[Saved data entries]
++++
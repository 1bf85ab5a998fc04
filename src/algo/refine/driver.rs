//! Refinement iteration control.

use std::fmt;

use crate::algo::{Progress, RefineStage};
use crate::error::{RefineError, Result};
use crate::mesh::{BoundarySurface, TetMesh};

use super::cases::CaseTable;
use super::cut::{plan_cut_edges, CutEdgeSet};
use super::select::{select_elements, Selection};
use super::subdivide::subdivide;
use super::RefineOptions;

/// Why the iteration loop stopped.
#[derive(Debug, Clone, Copy, PartialEq, Eq)]
pub enum Termination {
    /// The criterion selected no element.
    NothingSelected,
    /// Elements were selected but every one was vetoed (boundary suppression).
    NoEdgesToCut,
    /// `max_iterations` passes completed.
    IterationCap,
}

/// Non-fatal observation made during refinement.
#[derive(Debug, Clone, PartialEq, Eq)]
pub enum Remark {
    /// The volume criterion met elements with zero or negative volume.
    NonPositiveVolume {
        /// 1-based iteration.
        iteration: usize,
        /// Number of affected elements.
        elements: usize,
    },
    /// Nothing left to split.
    NoMoreElementsToSplit {
        /// 1-based iteration that selected nothing.
        iteration: usize,
    },
    /// Selected elements produced no cut edge.
    NoEdgesToCut {
        /// 1-based iteration.
        iteration: usize,
        /// Number of selected elements.
        selected: usize,
    },
    /// The iteration cap stopped the loop.
    IterationCapReached {
        /// Completed passes.
        iterations: usize,
    },
    /// Summary of completed passes.
    Completed {
        /// Completed passes.
        iterations: usize,
    },
}

impl Remark {
    /// Whether the remark points at a likely problem with the input.
    pub fn is_advisory(&self) -> bool {
        matches!(self, Remark::NonPositiveVolume { .. })
    }
}

impl fmt::Display for Remark {
    fn fmt(&self, f: &mut fmt::Formatter<'_>) -> fmt::Result {
        match self {
            Remark::NonPositiveVolume {
                iteration,
                elements,
            } => write!(
                f,
                "iteration {}: {} elements have zero or negative volume; \
                 negative elements need inverted ordering, zero ones are flat",
                iteration, elements
            ),
            Remark::NoMoreElementsToSplit { iteration } => {
                write!(f, "iteration {}: no (more) elements need to be split", iteration)
            }
            Remark::NoEdgesToCut {
                iteration,
                selected,
            } => write!(
                f,
                "iteration {}: none of the {} selected elements can be split",
                iteration, selected
            ),
            Remark::IterationCapReached { iterations } => {
                write!(f, "stopped after the maximum of {} iterations", iterations)
            }
            Remark::Completed { iterations } => {
                write!(f, "{} iterations until the selection criterion was reached", iterations)
            }
        }
    }
}

/// Summary of a refinement run.
#[derive(Debug, Clone, PartialEq, Eq)]
pub struct RefineReport {
    /// Completed subdivision passes.
    pub iterations: usize,
    /// Why the loop stopped.
    pub termination: Termination,
    /// Remarks in the order they were raised.
    pub remarks: Vec<Remark>,
    /// Node count of the output mesh.
    pub nodes: usize,
    /// Element count of the output mesh.
    pub elems: usize,
}

/// Output of [`refine`].
#[derive(Debug, Clone)]
pub struct Refinement {
    /// The refined, merged mesh.
    pub mesh: TetMesh,
    /// What happened.
    pub report: RefineReport,
}

enum State {
    Selecting,
    Planning(Selection),
    Subdividing(CutEdgeSet),
    Merged,
    Terminated(Termination),
}

/// Refine a tetrahedral mesh.
///
/// See [`refine_with_progress`].
pub fn refine(mesh: &TetMesh, options: &RefineOptions) -> Result<Refinement> {
    refine_with_progress(mesh, options, &Progress::none())
}

/// Refine a tetrahedral mesh with progress reporting.
///
/// The input is never modified. Each iteration selects elements on the
/// current mesh, bisects their longest edges, and merges the result; the
/// merged mesh feeds the next iteration.
///
/// # Errors
/// Invalid input or options are reported before any work is done. A failure
/// inside an iteration is returned as [`RefineError::Interrupted`], which
/// carries the last fully merged mesh.
pub fn refine_with_progress(
    mesh: &TetMesh,
    options: &RefineOptions,
    progress: &Progress,
) -> Result<Refinement> {
    options.validate()?;
    mesh.validate()?;

    let table = CaseTable::new(options.orientation());
    let boundary = options
        .skip_surface_elements
        .then(|| BoundarySurface::extract(mesh));

    let max = options.max_iterations;
    let mut current = mesh.clone();
    let mut remarks = Vec::new();
    let mut iterations = 0;

    log::info!(
        "refining {} elements by {} (at most {} iterations)",
        mesh.num_elems(),
        options.criterion.name(),
        max
    );

    let mut state = if max == 0 {
        push_remark(&mut remarks, Remark::IterationCapReached { iterations: 0 });
        State::Terminated(Termination::IterationCap)
    } else {
        State::Selecting
    };

    let termination = loop {
        let iteration = iterations + 1;
        state = match state {
            State::Selecting => {
                progress.report_stage(iterations, max, RefineStage::Selecting);
                let selection = select_elements(&current, options);
                if selection.non_positive_volumes > 0 {
                    push_remark(
                        &mut remarks,
                        Remark::NonPositiveVolume {
                            iteration,
                            elements: selection.non_positive_volumes,
                        },
                    );
                }
                if selection.flags.len() != current.num_elems() {
                    let err = RefineError::SelectionLengthMismatch {
                        expected: current.num_elems(),
                        actual: selection.flags.len(),
                    };
                    return Err(interrupted(iteration, current, err));
                }
                if selection.is_empty() {
                    push_remark(&mut remarks, Remark::NoMoreElementsToSplit { iteration });
                    State::Terminated(Termination::NothingSelected)
                } else {
                    State::Planning(selection)
                }
            }
            State::Planning(selection) => {
                progress.report_stage(iterations, max, RefineStage::Planning);
                let selected = selection.selected_indices();
                let cut = match plan_cut_edges(&current, &selected, boundary.as_ref()) {
                    Ok(cut) => cut,
                    Err(err) => return Err(interrupted(iteration, current, err)),
                };
                log::debug!(
                    "iteration {}: {} edges to cut for {} selected elements",
                    iteration,
                    cut.len(),
                    selected.len()
                );
                if cut.is_empty() {
                    push_remark(
                        &mut remarks,
                        Remark::NoEdgesToCut {
                            iteration,
                            selected: selected.len(),
                        },
                    );
                    State::Terminated(Termination::NoEdgesToCut)
                } else {
                    State::Subdividing(cut)
                }
            }
            State::Subdividing(cut) => {
                progress.report_stage(iterations, max, RefineStage::Subdividing);
                match subdivide(&current, &cut, &table, options.merge_tolerance) {
                    Ok((next, stats)) => {
                        log::debug!("iteration {}: {:?}", iteration, stats);
                        current = next;
                        iterations += 1;
                        State::Merged
                    }
                    Err(err) => return Err(interrupted(iteration, current, err)),
                }
            }
            State::Merged => {
                // `iterations` already counts the pass that just finished.
                progress.report_stage(iterations - 1, max, RefineStage::Merged);
                log::info!(
                    "iteration {}: {} nodes, {} elements",
                    iterations,
                    current.num_nodes(),
                    current.num_elems()
                );
                if iterations >= max {
                    push_remark(&mut remarks, Remark::IterationCapReached { iterations });
                    State::Terminated(Termination::IterationCap)
                } else {
                    State::Selecting
                }
            }
            State::Terminated(termination) => break termination,
        };
    };

    if iterations > 0 {
        push_remark(&mut remarks, Remark::Completed { iterations });
    }
    progress.report_stage(iterations, max, RefineStage::Terminated);

    let report = RefineReport {
        iterations,
        termination,
        remarks,
        nodes: current.num_nodes(),
        elems: current.num_elems(),
    };

    Ok(Refinement {
        mesh: current,
        report,
    })
}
++++
**EXERCISE DIRECTIONS**
Lines with "NoMoreElementsToSplit" in them are what the answer must contain; copy each from the records above.

**COMPLETED TASK**
    NoMoreElementsToSplit {
            Remark::NoMoreElementsToSplit { iteration } => {
                    push_remark(&mut remarks, Remark::NoMoreElementsToSplit { iteration });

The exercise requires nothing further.